Dataset entries
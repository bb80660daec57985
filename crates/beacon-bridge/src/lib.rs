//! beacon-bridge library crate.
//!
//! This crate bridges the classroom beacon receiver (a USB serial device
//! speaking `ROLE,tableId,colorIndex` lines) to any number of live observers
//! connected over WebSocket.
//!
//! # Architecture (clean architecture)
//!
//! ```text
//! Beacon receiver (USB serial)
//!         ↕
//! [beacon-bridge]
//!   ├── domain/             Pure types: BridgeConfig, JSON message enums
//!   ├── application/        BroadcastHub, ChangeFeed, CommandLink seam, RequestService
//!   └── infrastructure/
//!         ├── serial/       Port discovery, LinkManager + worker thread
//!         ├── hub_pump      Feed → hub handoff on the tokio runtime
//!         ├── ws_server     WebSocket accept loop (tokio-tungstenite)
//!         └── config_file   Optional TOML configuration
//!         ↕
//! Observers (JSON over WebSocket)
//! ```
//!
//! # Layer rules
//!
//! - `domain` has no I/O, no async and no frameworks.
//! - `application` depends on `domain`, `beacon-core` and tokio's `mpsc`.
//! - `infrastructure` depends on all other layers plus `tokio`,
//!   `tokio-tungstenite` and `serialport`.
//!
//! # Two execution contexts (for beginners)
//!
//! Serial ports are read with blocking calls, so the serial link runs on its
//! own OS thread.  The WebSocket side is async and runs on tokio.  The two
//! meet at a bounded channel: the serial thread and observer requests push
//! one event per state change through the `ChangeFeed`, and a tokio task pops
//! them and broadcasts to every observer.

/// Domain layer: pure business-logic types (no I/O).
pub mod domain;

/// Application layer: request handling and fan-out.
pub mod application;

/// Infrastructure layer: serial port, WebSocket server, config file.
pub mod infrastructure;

==

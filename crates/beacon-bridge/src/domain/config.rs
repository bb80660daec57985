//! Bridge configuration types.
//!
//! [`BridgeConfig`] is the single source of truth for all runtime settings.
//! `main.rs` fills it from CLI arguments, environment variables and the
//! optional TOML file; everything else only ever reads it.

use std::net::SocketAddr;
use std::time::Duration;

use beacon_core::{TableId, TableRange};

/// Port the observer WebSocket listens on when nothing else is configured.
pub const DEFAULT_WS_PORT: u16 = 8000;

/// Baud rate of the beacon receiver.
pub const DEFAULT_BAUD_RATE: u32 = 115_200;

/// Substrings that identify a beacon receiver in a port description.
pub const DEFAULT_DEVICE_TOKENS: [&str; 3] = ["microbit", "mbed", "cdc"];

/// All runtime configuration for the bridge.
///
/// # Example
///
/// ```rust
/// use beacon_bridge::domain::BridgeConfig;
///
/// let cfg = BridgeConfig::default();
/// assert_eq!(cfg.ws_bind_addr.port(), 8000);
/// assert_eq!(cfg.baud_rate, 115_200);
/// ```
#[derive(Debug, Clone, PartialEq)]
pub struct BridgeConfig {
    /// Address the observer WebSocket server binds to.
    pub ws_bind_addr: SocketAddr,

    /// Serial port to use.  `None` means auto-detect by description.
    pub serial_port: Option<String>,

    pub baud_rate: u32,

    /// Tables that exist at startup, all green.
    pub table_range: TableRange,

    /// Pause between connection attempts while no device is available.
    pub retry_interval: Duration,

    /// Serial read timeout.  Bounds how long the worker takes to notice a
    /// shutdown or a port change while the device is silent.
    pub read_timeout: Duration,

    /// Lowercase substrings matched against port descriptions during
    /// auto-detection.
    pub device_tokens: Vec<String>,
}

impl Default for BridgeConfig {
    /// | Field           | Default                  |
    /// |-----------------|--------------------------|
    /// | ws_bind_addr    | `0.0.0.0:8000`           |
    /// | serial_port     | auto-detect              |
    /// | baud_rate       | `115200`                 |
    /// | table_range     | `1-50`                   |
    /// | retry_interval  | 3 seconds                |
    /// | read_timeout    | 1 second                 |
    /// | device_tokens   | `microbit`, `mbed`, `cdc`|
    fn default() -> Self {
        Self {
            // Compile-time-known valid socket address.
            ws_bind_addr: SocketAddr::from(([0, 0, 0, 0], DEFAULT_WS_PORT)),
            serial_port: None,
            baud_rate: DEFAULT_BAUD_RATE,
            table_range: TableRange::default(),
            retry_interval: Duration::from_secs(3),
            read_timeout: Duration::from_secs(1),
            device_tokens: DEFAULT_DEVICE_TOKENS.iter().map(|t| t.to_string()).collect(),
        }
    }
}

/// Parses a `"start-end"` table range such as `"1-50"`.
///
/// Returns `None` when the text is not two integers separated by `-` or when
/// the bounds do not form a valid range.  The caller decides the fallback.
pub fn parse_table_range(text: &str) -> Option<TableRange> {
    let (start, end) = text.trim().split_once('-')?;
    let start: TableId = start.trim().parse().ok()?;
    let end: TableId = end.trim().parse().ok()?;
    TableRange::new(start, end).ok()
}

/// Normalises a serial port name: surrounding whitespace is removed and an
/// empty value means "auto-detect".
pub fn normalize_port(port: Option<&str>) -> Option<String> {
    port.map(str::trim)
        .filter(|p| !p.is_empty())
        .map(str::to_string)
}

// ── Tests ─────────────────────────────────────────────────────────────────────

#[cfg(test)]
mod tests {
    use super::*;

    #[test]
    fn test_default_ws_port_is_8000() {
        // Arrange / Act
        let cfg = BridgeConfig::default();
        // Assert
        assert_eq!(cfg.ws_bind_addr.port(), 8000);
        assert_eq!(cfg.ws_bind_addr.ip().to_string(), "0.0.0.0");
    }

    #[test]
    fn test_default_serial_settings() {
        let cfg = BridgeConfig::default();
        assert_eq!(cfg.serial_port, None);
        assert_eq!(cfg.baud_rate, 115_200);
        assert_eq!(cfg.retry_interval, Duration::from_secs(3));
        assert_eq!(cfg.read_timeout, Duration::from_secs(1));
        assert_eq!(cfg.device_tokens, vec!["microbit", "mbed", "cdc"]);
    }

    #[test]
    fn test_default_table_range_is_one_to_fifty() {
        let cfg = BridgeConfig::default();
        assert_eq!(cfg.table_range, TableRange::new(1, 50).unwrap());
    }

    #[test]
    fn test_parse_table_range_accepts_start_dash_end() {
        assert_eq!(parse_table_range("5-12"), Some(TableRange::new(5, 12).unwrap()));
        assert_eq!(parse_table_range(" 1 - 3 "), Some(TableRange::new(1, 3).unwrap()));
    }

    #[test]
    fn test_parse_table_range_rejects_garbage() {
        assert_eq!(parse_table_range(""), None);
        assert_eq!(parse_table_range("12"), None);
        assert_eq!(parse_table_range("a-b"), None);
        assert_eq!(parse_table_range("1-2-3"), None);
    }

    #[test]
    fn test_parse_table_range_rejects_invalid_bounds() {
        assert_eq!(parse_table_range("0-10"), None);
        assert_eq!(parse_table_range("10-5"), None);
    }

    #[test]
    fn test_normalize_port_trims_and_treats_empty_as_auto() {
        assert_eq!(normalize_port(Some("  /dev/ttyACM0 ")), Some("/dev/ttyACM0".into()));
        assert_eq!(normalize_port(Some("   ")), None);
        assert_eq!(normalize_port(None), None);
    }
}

Exercise description: Where in the records above does the word "SocketAddr" appear? Copy each line that holds it.

Answer space:
use std::net::SocketAddr;
    pub ws_bind_addr: SocketAddr,
            ws_bind_addr: SocketAddr::from(([0, 0, 0, 0], DEFAULT_WS_PORT)),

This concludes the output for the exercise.